EXERCISE INPUT:
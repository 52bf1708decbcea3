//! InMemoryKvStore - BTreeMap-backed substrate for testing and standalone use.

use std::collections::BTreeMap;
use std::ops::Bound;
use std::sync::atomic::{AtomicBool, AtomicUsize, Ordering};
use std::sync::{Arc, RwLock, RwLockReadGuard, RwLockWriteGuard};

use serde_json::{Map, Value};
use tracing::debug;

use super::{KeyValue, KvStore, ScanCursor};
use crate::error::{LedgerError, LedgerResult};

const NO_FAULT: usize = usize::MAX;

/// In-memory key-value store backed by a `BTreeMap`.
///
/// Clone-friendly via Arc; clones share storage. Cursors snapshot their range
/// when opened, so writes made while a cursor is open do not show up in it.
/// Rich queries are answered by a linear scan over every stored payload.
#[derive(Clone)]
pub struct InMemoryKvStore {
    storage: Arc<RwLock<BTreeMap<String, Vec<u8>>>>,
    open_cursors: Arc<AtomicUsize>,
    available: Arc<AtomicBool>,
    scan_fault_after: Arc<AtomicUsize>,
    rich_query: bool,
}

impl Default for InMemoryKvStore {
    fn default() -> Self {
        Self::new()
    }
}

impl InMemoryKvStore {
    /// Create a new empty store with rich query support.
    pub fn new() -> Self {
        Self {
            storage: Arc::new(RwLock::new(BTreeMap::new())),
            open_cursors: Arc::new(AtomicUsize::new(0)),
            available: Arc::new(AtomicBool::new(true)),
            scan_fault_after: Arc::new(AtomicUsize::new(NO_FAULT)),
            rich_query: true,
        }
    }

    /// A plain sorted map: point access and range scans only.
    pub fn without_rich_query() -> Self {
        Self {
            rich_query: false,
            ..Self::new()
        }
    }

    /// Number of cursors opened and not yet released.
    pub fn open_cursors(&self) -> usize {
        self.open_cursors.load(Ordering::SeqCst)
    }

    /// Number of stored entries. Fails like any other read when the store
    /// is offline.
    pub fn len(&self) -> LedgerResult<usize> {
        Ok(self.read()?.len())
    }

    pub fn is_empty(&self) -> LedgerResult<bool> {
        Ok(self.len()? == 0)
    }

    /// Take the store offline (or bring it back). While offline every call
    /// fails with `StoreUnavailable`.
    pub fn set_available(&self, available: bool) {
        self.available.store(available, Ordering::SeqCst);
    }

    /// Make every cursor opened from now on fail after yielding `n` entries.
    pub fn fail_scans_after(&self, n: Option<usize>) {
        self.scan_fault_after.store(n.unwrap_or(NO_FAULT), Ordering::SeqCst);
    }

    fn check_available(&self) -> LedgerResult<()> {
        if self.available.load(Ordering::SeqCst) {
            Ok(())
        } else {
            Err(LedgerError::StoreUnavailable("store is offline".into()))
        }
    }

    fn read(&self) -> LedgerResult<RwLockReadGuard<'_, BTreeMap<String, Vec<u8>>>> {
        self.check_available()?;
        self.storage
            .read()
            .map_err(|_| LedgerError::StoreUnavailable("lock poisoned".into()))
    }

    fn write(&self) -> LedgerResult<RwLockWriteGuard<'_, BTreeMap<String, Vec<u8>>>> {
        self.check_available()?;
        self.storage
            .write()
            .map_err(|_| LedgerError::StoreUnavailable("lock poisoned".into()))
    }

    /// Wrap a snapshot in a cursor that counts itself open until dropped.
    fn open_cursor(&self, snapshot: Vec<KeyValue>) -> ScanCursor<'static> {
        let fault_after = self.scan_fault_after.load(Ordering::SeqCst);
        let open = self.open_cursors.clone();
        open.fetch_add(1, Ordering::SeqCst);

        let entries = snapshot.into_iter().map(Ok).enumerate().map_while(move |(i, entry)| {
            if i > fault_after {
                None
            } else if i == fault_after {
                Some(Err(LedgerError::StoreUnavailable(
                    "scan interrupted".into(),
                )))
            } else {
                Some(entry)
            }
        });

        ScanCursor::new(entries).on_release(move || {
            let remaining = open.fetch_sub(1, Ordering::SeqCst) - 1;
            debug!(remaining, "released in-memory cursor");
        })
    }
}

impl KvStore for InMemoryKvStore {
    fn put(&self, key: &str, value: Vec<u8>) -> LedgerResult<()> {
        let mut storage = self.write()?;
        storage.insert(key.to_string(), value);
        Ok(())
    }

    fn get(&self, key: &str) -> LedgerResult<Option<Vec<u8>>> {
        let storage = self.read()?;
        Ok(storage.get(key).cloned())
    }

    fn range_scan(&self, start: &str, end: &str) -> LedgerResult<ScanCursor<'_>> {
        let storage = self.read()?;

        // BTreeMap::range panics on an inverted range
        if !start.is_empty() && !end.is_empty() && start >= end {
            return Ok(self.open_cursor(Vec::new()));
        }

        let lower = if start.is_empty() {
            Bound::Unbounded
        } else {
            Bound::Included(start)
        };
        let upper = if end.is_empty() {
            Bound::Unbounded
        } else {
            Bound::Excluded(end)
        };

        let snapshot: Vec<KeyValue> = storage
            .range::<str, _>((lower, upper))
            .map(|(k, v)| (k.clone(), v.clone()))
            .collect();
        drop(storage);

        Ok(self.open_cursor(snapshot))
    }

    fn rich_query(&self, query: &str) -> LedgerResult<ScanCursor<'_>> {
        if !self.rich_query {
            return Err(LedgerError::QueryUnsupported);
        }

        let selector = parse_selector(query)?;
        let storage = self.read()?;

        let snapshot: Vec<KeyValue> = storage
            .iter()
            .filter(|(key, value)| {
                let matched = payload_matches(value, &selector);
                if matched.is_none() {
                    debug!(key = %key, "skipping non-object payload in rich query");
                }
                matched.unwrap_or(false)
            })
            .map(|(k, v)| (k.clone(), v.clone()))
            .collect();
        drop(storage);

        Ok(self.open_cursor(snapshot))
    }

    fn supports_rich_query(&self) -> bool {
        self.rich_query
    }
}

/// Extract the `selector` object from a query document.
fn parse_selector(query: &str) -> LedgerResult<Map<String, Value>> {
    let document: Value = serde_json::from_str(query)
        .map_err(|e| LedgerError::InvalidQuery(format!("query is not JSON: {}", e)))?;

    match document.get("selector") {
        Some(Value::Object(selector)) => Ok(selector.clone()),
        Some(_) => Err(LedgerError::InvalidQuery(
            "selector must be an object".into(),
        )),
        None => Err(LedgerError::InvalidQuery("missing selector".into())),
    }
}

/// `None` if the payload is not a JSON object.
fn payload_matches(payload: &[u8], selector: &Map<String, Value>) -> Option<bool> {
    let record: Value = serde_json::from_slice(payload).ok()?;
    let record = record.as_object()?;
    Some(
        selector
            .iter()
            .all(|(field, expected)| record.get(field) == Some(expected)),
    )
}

...

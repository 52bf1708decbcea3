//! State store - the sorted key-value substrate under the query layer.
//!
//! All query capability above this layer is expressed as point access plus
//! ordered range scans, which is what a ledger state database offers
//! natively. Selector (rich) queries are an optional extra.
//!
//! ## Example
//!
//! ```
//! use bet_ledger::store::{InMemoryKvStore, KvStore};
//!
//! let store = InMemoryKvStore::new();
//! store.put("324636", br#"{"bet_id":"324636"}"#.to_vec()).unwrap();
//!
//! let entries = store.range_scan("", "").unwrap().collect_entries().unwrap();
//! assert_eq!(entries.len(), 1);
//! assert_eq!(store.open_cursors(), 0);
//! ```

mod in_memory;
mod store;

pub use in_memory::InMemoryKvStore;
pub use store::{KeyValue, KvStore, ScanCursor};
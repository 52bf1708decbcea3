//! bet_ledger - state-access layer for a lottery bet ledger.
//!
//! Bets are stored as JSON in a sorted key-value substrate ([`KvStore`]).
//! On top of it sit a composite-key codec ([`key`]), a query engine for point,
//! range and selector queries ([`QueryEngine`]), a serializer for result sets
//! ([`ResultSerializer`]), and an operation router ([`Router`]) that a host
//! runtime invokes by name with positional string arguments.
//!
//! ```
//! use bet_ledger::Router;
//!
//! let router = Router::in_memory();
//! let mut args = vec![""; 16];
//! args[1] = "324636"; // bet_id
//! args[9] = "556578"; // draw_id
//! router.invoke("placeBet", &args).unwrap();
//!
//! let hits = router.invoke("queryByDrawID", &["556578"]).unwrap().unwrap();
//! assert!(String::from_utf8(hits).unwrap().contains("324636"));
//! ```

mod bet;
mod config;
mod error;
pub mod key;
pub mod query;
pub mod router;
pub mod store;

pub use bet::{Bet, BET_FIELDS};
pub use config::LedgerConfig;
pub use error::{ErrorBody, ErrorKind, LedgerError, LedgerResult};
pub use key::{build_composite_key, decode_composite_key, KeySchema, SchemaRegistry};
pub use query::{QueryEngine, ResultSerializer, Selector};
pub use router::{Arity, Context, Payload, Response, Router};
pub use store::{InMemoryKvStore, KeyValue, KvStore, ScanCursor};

WORK INSTRUCTIONS: Among the records above, only the lines between the line holding "if !start.is_empty() &&" and the line holding "fn parse_selector(query: &str)", inclusive, are to be output, exactly as written.

THE COMPLETED TASK:
        if !start.is_empty() && !end.is_empty() && start >= end {
            return Ok(self.open_cursor(Vec::new()));
        }

        let lower = if start.is_empty() {
            Bound::Unbounded
        } else {
            Bound::Included(start)
        };
        let upper = if end.is_empty() {
            Bound::Unbounded
        } else {
            Bound::Excluded(end)
        };

        let snapshot: Vec<KeyValue> = storage
            .range::<str, _>((lower, upper))
            .map(|(k, v)| (k.clone(), v.clone()))
            .collect();
        drop(storage);

        Ok(self.open_cursor(snapshot))
    }

    fn rich_query(&self, query: &str) -> LedgerResult<ScanCursor<'_>> {
        if !self.rich_query {
            return Err(LedgerError::QueryUnsupported);
        }

        let selector = parse_selector(query)?;
        let storage = self.read()?;

        let snapshot: Vec<KeyValue> = storage
            .iter()
            .filter(|(key, value)| {
                let matched = payload_matches(value, &selector);
                if matched.is_none() {
                    debug!(key = %key, "skipping non-object payload in rich query");
                }
                matched.unwrap_or(false)
            })
            .map(|(k, v)| (k.clone(), v.clone()))
            .collect();
        drop(storage);

        Ok(self.open_cursor(snapshot))
    }

    fn supports_rich_query(&self) -> bool {
        self.rich_query
    }
}

/// Extract the `selector` object from a query document.
fn parse_selector(query: &str) -> LedgerResult<Map<String, Value>> {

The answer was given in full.